Starting at the line with "repository d73418cfa546edee" and going on through the line with "fixed memory image", reproduce each line in the records below exactly and nothing more.

Stored data:
────────

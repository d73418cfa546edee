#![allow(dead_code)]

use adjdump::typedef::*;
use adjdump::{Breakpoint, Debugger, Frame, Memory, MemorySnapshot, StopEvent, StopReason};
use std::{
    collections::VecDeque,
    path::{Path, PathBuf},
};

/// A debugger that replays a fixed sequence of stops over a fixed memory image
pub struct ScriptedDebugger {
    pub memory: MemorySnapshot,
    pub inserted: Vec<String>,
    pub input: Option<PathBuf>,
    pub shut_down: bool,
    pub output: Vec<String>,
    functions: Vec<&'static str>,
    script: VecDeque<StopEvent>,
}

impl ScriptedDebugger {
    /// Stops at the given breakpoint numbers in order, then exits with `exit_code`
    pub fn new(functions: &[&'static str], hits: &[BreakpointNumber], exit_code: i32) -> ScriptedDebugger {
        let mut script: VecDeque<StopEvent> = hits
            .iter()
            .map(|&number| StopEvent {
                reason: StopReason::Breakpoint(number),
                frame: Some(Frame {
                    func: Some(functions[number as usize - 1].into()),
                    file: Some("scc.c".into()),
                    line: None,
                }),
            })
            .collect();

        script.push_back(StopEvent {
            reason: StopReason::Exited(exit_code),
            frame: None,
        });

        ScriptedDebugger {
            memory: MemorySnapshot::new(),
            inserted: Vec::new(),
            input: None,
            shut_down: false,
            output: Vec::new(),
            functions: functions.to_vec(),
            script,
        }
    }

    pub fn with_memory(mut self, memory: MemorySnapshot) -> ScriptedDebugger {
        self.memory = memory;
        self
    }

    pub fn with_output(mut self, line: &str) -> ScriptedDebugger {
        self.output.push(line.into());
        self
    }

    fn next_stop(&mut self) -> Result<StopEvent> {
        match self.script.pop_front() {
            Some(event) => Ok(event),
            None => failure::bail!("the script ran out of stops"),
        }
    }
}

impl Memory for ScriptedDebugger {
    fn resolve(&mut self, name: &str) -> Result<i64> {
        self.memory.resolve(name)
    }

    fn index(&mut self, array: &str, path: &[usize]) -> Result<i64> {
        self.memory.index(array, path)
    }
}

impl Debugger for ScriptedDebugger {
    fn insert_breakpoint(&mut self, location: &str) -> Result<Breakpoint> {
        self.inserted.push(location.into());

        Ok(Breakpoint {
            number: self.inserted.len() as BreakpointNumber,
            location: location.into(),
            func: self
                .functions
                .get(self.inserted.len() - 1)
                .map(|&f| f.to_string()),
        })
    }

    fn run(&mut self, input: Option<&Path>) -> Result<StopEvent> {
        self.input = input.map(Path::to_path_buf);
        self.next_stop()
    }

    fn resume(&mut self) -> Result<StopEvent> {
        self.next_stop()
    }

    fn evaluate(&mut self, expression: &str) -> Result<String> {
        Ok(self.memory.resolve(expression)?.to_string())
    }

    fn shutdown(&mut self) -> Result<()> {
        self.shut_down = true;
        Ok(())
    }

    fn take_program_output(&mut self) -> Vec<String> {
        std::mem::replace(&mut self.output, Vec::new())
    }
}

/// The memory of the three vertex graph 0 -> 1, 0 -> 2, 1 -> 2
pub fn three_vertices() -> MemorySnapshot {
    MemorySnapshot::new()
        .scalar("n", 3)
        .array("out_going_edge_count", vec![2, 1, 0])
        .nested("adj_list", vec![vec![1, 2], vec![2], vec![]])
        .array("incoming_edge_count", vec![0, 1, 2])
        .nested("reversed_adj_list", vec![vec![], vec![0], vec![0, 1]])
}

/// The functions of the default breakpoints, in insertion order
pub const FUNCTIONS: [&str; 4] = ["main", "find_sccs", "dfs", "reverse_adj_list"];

────────

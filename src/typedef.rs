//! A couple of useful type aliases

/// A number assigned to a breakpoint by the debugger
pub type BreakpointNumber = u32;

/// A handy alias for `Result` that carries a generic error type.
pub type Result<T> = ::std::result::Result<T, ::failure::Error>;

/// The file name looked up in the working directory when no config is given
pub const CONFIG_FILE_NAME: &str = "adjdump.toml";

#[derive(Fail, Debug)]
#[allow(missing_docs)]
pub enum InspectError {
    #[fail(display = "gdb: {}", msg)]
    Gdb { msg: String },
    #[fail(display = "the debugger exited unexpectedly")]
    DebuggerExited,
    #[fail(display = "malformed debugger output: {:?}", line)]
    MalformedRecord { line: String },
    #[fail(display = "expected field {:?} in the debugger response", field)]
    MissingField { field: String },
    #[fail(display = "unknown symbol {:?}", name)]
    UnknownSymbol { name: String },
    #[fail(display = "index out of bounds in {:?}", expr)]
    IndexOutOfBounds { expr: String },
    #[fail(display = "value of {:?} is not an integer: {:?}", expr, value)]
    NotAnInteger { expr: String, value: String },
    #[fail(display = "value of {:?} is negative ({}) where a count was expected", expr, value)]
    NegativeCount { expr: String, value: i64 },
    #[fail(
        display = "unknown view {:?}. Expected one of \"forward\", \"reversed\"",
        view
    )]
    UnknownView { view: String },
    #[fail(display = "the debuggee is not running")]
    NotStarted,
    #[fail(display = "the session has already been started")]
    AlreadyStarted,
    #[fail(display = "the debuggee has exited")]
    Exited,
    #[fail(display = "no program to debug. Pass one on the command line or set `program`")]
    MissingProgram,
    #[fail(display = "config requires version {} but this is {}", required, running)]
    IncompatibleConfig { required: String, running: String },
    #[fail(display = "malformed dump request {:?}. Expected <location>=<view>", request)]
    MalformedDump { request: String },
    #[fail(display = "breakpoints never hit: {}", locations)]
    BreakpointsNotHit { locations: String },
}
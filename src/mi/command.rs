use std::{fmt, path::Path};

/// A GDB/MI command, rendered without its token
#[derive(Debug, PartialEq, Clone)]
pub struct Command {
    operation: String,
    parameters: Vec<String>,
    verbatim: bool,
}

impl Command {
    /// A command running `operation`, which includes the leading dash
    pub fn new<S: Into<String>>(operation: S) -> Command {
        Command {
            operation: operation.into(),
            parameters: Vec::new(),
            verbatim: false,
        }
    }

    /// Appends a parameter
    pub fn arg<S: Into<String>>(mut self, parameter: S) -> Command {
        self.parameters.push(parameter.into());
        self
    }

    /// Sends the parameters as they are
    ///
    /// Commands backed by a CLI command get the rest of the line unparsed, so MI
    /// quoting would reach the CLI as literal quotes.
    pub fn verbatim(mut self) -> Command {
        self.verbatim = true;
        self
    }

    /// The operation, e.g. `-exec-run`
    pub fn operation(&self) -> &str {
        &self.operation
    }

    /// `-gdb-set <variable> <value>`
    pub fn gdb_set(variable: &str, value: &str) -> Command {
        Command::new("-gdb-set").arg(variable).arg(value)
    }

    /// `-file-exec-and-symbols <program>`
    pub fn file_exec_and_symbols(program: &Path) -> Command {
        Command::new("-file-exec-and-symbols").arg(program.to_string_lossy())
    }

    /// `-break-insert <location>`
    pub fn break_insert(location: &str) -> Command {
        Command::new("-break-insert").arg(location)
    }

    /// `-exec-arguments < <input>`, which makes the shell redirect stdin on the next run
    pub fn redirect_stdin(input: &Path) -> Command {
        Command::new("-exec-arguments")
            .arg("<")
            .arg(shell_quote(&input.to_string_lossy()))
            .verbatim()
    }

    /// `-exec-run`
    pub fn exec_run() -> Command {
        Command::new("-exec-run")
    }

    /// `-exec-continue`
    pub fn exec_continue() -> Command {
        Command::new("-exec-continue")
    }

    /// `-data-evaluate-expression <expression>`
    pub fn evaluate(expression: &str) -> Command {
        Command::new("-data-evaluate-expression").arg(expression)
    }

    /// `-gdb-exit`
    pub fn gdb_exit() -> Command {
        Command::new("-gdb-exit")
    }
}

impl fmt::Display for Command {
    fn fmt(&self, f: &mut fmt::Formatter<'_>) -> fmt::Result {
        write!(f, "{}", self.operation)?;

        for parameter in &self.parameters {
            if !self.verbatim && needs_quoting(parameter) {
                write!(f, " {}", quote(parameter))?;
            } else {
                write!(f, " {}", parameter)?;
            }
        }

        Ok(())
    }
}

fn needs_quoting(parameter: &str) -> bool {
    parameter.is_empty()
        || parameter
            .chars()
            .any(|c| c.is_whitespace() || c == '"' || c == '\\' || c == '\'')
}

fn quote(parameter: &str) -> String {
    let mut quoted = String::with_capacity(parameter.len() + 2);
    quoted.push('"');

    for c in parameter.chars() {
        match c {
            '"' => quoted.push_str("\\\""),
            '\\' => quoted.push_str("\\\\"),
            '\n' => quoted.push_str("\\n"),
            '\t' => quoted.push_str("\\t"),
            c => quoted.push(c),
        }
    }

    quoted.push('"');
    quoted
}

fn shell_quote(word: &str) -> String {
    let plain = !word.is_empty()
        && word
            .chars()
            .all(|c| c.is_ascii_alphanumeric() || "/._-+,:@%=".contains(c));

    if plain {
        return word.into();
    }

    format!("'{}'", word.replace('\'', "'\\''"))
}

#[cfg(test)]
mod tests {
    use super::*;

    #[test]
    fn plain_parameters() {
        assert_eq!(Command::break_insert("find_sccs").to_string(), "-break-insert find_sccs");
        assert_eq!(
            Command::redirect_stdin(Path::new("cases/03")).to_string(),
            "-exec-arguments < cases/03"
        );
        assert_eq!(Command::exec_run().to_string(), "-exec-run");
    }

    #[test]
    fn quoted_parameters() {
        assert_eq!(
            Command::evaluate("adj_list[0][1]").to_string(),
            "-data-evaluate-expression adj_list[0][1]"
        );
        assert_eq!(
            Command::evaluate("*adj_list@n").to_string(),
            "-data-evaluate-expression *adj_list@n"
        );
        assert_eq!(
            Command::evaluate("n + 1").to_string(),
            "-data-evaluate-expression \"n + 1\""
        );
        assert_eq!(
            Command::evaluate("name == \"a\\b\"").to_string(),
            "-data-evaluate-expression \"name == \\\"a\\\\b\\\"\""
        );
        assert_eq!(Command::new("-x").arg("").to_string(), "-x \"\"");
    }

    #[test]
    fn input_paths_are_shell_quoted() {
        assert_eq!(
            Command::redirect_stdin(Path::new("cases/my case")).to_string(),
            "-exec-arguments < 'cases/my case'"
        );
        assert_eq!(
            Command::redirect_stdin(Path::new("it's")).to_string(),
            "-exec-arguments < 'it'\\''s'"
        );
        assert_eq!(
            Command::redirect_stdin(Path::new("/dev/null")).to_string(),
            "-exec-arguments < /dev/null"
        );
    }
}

────────

**EXPECTED ANSWER**
repository d73418cfa546edee
#![allow(dead_code)]

use adjdump::typedef::*;
use adjdump::{Breakpoint, Debugger, Frame, Memory, MemorySnapshot, StopEvent, StopReason};
use std::{
    collections::VecDeque,
    path::{Path, PathBuf},
};

/// A debugger that replays a fixed sequence of stops over a fixed memory image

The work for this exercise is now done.